Collected data

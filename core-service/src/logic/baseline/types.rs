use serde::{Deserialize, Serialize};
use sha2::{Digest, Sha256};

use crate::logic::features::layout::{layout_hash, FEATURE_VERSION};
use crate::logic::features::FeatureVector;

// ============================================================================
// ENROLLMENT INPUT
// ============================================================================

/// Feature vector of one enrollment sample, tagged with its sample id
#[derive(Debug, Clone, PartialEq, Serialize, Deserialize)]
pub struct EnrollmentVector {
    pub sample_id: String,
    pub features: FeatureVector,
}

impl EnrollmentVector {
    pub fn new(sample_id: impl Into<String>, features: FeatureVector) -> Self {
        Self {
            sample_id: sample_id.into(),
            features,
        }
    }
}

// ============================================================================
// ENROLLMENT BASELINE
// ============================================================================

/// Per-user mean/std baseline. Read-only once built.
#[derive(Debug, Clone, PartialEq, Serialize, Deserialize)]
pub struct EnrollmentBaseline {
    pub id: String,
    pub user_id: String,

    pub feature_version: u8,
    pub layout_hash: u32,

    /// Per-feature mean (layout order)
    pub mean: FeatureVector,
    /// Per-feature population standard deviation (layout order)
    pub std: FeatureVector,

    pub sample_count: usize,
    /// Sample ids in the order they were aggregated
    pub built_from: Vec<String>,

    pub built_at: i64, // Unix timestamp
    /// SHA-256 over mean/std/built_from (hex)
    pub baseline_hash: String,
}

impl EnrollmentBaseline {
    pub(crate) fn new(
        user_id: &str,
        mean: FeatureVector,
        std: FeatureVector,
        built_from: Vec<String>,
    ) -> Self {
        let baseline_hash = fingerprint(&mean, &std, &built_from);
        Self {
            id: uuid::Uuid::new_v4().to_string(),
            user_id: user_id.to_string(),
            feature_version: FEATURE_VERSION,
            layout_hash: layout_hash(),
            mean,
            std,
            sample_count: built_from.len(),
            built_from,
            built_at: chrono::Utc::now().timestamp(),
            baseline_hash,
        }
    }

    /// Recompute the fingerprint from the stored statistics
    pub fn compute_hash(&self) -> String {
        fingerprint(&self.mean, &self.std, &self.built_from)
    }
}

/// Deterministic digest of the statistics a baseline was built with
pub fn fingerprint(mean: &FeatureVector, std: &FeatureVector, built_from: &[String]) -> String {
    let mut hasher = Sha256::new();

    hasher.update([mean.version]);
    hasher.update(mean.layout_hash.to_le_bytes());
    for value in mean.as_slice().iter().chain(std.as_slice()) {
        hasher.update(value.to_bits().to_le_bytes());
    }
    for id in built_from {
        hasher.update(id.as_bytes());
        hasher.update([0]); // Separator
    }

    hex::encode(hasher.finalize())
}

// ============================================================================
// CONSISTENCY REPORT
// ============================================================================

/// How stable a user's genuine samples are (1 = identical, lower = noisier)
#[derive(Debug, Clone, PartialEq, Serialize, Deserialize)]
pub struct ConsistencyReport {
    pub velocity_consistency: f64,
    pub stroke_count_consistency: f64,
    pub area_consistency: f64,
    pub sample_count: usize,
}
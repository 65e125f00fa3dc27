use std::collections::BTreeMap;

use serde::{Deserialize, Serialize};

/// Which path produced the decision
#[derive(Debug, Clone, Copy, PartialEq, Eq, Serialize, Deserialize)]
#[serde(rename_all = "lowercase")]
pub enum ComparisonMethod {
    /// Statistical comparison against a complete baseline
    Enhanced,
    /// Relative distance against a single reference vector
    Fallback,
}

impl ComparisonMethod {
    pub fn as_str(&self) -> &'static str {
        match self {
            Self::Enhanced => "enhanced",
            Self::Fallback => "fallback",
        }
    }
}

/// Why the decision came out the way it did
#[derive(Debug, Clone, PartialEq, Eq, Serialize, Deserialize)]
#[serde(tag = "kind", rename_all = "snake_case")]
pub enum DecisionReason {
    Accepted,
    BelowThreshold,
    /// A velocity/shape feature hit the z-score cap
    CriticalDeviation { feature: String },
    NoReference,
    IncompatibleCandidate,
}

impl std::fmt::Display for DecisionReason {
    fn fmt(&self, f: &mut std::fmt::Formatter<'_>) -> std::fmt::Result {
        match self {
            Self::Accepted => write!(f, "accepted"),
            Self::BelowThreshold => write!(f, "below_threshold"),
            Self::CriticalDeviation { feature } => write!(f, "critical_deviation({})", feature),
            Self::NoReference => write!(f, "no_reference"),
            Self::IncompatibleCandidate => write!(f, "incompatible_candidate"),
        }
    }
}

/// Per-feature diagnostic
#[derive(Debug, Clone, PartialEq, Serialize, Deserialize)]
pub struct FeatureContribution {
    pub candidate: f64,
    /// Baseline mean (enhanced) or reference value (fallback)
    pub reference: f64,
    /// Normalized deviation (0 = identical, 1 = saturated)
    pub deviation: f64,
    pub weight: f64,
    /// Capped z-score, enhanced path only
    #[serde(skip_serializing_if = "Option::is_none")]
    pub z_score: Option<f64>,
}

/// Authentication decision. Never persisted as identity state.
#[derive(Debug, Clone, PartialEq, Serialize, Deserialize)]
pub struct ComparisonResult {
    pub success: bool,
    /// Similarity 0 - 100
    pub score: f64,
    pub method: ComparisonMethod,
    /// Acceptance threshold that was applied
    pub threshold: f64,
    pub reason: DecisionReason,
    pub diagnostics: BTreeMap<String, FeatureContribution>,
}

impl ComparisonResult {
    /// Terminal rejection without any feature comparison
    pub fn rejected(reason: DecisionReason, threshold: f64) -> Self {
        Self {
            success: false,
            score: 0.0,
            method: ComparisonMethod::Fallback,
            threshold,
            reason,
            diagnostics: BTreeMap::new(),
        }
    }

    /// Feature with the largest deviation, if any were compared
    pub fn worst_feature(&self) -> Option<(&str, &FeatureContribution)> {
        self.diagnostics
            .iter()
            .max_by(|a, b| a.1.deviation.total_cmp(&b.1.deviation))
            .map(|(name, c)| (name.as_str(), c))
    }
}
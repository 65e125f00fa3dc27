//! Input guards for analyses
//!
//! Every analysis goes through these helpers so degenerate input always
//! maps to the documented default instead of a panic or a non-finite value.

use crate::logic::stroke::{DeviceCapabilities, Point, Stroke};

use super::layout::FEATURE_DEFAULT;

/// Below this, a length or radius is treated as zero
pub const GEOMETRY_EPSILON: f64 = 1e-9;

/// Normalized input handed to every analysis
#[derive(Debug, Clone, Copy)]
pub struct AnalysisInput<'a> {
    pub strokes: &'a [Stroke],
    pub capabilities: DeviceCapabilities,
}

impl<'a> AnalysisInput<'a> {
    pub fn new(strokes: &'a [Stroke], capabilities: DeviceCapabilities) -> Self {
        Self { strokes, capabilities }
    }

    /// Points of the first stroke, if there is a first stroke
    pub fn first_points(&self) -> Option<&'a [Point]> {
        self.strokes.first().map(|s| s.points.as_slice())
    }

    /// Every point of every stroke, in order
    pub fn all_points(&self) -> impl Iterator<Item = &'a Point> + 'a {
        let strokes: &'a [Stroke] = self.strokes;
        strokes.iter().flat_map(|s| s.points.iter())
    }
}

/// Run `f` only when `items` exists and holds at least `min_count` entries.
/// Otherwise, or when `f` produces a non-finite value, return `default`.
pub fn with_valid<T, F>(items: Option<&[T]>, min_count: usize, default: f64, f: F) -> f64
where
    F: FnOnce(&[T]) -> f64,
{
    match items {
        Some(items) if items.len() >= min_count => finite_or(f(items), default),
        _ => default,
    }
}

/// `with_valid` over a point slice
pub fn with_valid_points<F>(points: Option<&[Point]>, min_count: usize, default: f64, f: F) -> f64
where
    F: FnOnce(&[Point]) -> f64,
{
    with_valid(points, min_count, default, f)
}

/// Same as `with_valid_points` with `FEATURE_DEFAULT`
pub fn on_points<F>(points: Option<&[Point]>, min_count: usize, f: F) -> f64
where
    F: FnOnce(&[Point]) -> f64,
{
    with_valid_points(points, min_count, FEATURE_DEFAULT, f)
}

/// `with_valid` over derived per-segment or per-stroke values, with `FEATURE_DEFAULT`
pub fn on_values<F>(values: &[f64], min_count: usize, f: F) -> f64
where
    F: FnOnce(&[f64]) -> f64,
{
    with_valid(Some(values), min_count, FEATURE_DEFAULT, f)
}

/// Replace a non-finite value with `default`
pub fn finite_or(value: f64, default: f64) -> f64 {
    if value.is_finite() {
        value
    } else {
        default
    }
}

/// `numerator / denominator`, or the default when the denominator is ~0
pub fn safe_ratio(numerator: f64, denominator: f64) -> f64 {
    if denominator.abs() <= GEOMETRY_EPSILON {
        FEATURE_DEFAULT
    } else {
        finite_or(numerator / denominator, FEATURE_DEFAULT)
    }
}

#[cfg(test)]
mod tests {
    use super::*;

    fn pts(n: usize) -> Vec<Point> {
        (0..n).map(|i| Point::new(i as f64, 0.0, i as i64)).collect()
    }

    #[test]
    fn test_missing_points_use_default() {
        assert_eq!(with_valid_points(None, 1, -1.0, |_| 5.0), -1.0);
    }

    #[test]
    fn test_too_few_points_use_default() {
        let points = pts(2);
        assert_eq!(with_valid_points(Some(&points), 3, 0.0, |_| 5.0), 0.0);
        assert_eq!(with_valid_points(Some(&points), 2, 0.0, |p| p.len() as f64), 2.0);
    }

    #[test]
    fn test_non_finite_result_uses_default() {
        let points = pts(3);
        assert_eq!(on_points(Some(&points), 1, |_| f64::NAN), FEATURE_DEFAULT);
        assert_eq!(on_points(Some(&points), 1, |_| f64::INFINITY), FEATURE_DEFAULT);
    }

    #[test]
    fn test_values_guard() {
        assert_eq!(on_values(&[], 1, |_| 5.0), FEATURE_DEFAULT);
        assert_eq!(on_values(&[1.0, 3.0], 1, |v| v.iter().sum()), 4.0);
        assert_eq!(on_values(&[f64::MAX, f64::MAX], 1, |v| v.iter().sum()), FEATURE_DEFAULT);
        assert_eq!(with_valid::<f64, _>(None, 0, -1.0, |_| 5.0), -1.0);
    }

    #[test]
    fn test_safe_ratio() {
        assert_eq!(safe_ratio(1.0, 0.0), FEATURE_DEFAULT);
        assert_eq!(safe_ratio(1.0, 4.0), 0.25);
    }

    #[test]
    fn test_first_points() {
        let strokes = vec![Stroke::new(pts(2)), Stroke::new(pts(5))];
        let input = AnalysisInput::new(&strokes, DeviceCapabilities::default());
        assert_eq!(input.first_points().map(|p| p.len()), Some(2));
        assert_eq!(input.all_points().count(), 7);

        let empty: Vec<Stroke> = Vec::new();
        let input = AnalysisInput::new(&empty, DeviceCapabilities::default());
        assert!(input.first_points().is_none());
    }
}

• INSTRUCTIONS FOR THE TASK: Where a line in the records above contains the word "numerator", copy that line.

• SOLUTION TO THIS EXERCISE:
/// `numerator / denominator`, or the default when the denominator is ~0
pub fn safe_ratio(numerator: f64, denominator: f64) -> f64 {
        finite_or(numerator / denominator, FEATURE_DEFAULT)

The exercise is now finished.